After that first experience I was keen to get back out into the blue water. However, this time I would tackle it alone. Whilst my family had lunch I decided to stay out in the ocean to catch a wave. My attempts of getting out into the waves ended up being unsuccessful, the water spitting me back to the shallows as though it hated my presence. After many efforts I decided to surf the white water that came in from the waves like fluffy white foam. I managed to stand up on my board, which brought a floating sensation, an amazing feeling, a feeling of which I was at one with the ocean.

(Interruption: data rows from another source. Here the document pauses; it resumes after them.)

// Copyright 2025 eraflo
//
// Licensed under the Apache License, Version 2.0 (the "License");
// you may not use this file except in compliance with the License.
// You may obtain a copy of the License at
//
//     http://www.apache.org/licenses/LICENSE-2.0
//
// Unless required by applicable law or agreed to in writing, software
// distributed under the License is distributed on an "AS IS" BASIS,
// WITHOUT WARRANTIES OR CONDITIONS OF ANY KIND, either express or implied.
// See the License for the specific language governing permissions and
// limitations under the License.

// Ember Sandbox
// Drives the event queue from concurrent producers and a fixed-rate tick loop.

mod config;

use std::path::PathBuf;
use std::sync::atomic::{AtomicU64, Ordering};
use std::sync::Arc;
use std::thread;
use std::time::Duration;

use anyhow::Result;
use ember_core::event::{
    Event, EventData, EventQueue, EventType, Modifiers, MouseButton, QueueError, QueueStats,
};

use crate::config::SandboxConfig;

/// A producer scored points. Code = points.
const SCORE: EventType = EventType::user(0);
/// A producer spawned an entity. Code = entity id, payload = spawn position.
const SPAWN: EventType = EventType::user(1);

const INPUT_EVENTS: [EventType; 4] = [
    EventType::KEY_DOWN,
    EventType::KEY_UP,
    EventType::MOUSE_BUTTON_DOWN,
    EventType::MOUSE_BUTTON_UP,
];

#[derive(Debug, Default)]
struct GameState {
    score: i64,
    spawned: u64,
    keys_pressed: u64,
    clicks: u64,
    resized: Option<(u32, u32)>,
}

impl GameState {
    fn handle_input(&mut self, event: &Event) {
        match event.data {
            EventData::Key { .. } if event.kind == EventType::KEY_DOWN => self.keys_pressed += 1,
            EventData::MouseButton { .. } if event.kind == EventType::MOUSE_BUTTON_DOWN => {
                self.clicks += 1
            }
            _ => {}
        }
    }

    fn handle_game(&mut self, event: &Event) {
        match (&event.kind, &event.data) {
            (&SCORE, EventData::User { code, .. }) => self.score += code,
            (&SPAWN, EventData::User { payload, .. }) => {
                if let Some(position) = payload.as_ref().and_then(|p| p.downcast_ref::<[f32; 2]>())
                {
                    log::trace!("Spawned entity at {position:?}");
                }
                self.spawned += 1;
            }
            (&EventType::WINDOW_RESIZE, &EventData::Resize { width, height }) => {
                self.resized = Some((width, height));
            }
            _ => log::debug!("Unhandled event: {}", event.kind),
        }
    }
}

/// Posts an event, counting the ones the queue refuses.
fn post_or_count(queue: &EventQueue, event: Event, dropped: &AtomicU64) {
    match queue.post(event) {
        Ok(()) => {}
        Err(QueueError::QueueFull { .. }) => {
            dropped.fetch_add(1, Ordering::Relaxed);
        }
        Err(e) => log::error!("Producer posted an invalid event: {e}"),
    }
}

fn spawn_game_producer(
    id: usize,
    count: u32,
    queue: Arc<EventQueue>,
    dropped: Arc<AtomicU64>,
) -> thread::JoinHandle<()> {
    thread::spawn(move || {
        for i in 0..count {
            let event = if i % 5 == 0 {
                let position = [id as f32, i as f32];
                Event::user_with_payload(SPAWN, i64::from(i), position)
            } else {
                Event::user(SCORE, 10)
            };
            post_or_count(&queue, event, &dropped);
            if i % 50 == 0 {
                thread::sleep(Duration::from_millis(1));
            }
        }
        log::debug!("Game producer {id} finished.");
    })
}

/// Simulates an input source: key presses, clicks, cursor motion, one resize, then quit.
fn spawn_input_producer(
    ticks: u32,
    interval: Duration,
    queue: Arc<EventQueue>,
    dropped: Arc<AtomicU64>,
) -> thread::JoinHandle<()> {
    thread::spawn(move || {
        post_or_count(&queue, Event::window_resize(1280, 720), &dropped);
        for i in 0..ticks.saturating_sub(1) {
            let (x, y) = cursor_at(i);
            post_or_count(&queue, Event::mouse_motion(x, y), &dropped);
            if i % 4 == 0 {
                post_or_count(&queue, Event::key_down("Space", Modifiers::NONE), &dropped);
                post_or_count(&queue, Event::key_up("Space", Modifiers::NONE), &dropped);
            }
            if i % 10 == 0 {
                post_or_count(&queue, Event::mouse_button_down(x, y, MouseButton::Left), &dropped);
                post_or_count(&queue, Event::mouse_button_up(x, y, MouseButton::Left), &dropped);
            }
            thread::sleep(interval);
        }
        post_or_count(&queue, Event::quit(), &dropped);
        log::debug!("Input producer finished.");
    })
}

/// Cursor position for the `i`-th simulated motion, wrapped inside a 1280x720 window.
fn cursor_at(i: u32) -> (f32, f32) {
    (((i % 1280) * 7 % 1280) as f32, ((i % 720) * 3 % 720) as f32)
}

fn log_summary(state: &GameState, stats: &QueueStats, dropped: u64, ticks: u32) {
    log::info!("--- Sandbox Summary ---");
    log::info!("  Ticks run: {ticks}");
    log::info!(
        "  Score: {} | Spawned: {} | Keys: {} | Clicks: {} | Window: {:?}",
        state.score,
        state.spawned,
        state.keys_pressed,
        state.clicks,
        state.resized
    );
    log::info!(
        "  Queue: posted {} | rejected {} | drained {} | discarded {} | high water {}",
        stats.posted,
        stats.rejected,
        stats.drained,
        stats.discarded,
        stats.high_water
    );
    log::info!("  Producers dropped {dropped} events on a full queue.");
    log::info!("-----------------------");
}

fn main() -> Result<()> {
    use env_logger::{Builder, Env};

    Builder::from_env(Env::default().default_filter_or("info")).init();

    let config_path = std::env::args().nth(1).map(PathBuf::from);
    let config = SandboxConfig::load(config_path.as_deref())?;
    let interval = Duration::from_millis(config.tick_interval_ms);

    let queue = Arc::new(EventQueue::from_config(&config.queue));
    let dropped = Arc::new(AtomicU64::new(0));

    let mut producers: Vec<_> = (0..config.producers)
        .map(|id| {
            spawn_game_producer(
                id,
                config.events_per_producer,
                Arc::clone(&queue),
                Arc::clone(&dropped),
            )
        })
        .collect();
    producers.push(spawn_input_producer(
        config.ticks,
        interval,
        Arc::clone(&queue),
        Arc::clone(&dropped),
    ));

    let mut state = GameState::default();
    let mut ticks_run = 0;
    for tick in 0..config.ticks {
        ticks_run = tick + 1;

        if !queue.drain_type(EventType::QUIT).is_empty() {
            log::info!("Quit requested on tick {tick}.");
            break;
        }

        // Only the latest cursor position matters to this game; drop the backlog.
        queue.clear_type(EventType::MOUSE_MOTION);

        for event in queue.drain_types(&INPUT_EVENTS) {
            state.handle_input(&event);
        }

        loop {
            let event = queue.poll();
            if event.is_none() {
                break;
            }
            state.handle_game(&event);
        }

        thread::sleep(interval);
    }

    for handle in producers {
        if handle.join().is_err() {
            log::error!("A producer thread panicked.");
        }
    }
    queue.clear();

    log_summary(
        &state,
        &queue.stats(),
        dropped.load(Ordering::Relaxed),
        ticks_run,
    );
    Ok(())
}

#[cfg(test)]
mod tests {
    use super::*;

    #[test]
    fn test_cursor_at_stays_in_window_for_large_ticks() {
        for i in [0, 1, 613_566_757, u32::MAX - 1, u32::MAX] {
            let (x, y) = cursor_at(i);
            assert!((0.0..1280.0).contains(&x), "x = {x} for tick {i}");
            assert!((0.0..720.0).contains(&y), "y = {y} for tick {i}");
        }
        assert_eq!(cursor_at(2), (14.0, 6.0));
    }

    #[test]
    fn test_game_state_handles_events() {
        let mut state = GameState::default();
        state.handle_game(&Event::user(SCORE, 10));
        state.handle_game(&Event::user_with_payload(SPAWN, 1, [0.0f32, 1.0]));
        state.handle_game(&Event::window_resize(800, 600));
        state.handle_input(&Event::key_down("Space", Modifiers::NONE));
        state.handle_input(&Event::key_up("Space", Modifiers::NONE));
        state.handle_input(&Event::mouse_button_down(1.0, 1.0, MouseButton::Left));

        assert_eq!(state.score, 10);
        assert_eq!(state.spawned, 1);
        assert_eq!(state.resized, Some((800, 600)));
        assert_eq!(state.keys_pressed, 1);
        assert_eq!(state.clicks, 1);
    }
}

I continued to surf the smaller waves, keeping an eye on my family. After catching a small wave I went to reach the bottom of the ocean. Nevertheless to my despair nothing pressed back at my feet. I then felt the urge to reach the shallows, so I continued to swim towards the shore. However my efforts proved useless against the ocean’s strength, which pulled my feeble body into its depths. Fear then took over my body; my arms reached out and brought my surfboard to my side. I then screamed out in a panic, waving my arms frantically.

My mother’s face caught my eye. The terror painted across it brought a tear that disappeared into the water. I then felt the need to act; without thinking I jumped into the water and swam towards a rock to the side of me. I could feel the force of the water underneath me trying to lure me in, and take me away. I then fought my way towards it putting the fear behind me. I reached out in desperation as my hands gripped onto the rock’s edge. Its edges were sharp and rough, proving to be an uncomfortable surface to hold onto. However I held on for dear life as waves tried to knock me off.

A large wave approached from the ocean, I closed my eyes and let my mind drift off. What was I thinking? As the wave fell over the top of me, my surfboard ripped at my leg as it went with the wave. My hands still held on but deep cuts formed in the palm of my hands, as I screamed, “Help!”

My father jumped into the water in desperation. I could see the determination on his face as he swam towards me. I was over this whole experience; my mind filled with ‘what ifs’, but I tried to stay in the present moment. Seconds felt like years as I waited in eagerness to be rescued. Waves continued to try to push me off as though they were trying to protect what I was perched onto. My fear soon turned to anger towards my dad. Why was he taking so long? My surfboard strap kept pulling at my ankle and it was as though it was also an enemy to my weak and suffering body. Finally my dad’s rough hands pulled me down onto my surfboard, and a sense of freedom overcame me as we pushed towards shore.

My dad’s arms lifted me into the air and placed me down on the sand. I pushed my feet into the soft dry sand. My body ached but I felt safe and no longer trapped. My mother’s arms flung around me and she embraced me tightly. “Don’t you ever do that again” she whispered as I closed my eyes and thought of what had just happened.

The entire experience was a test of physical and mental strength. At the time I wanted nothing more than to be somewhere else. The feeling off helplessness and having no control over my actions was a daunting experience and seemed to never end. However, once back at home I was able to think through the thoughts and fear and treasure the unique memories I had of the experience.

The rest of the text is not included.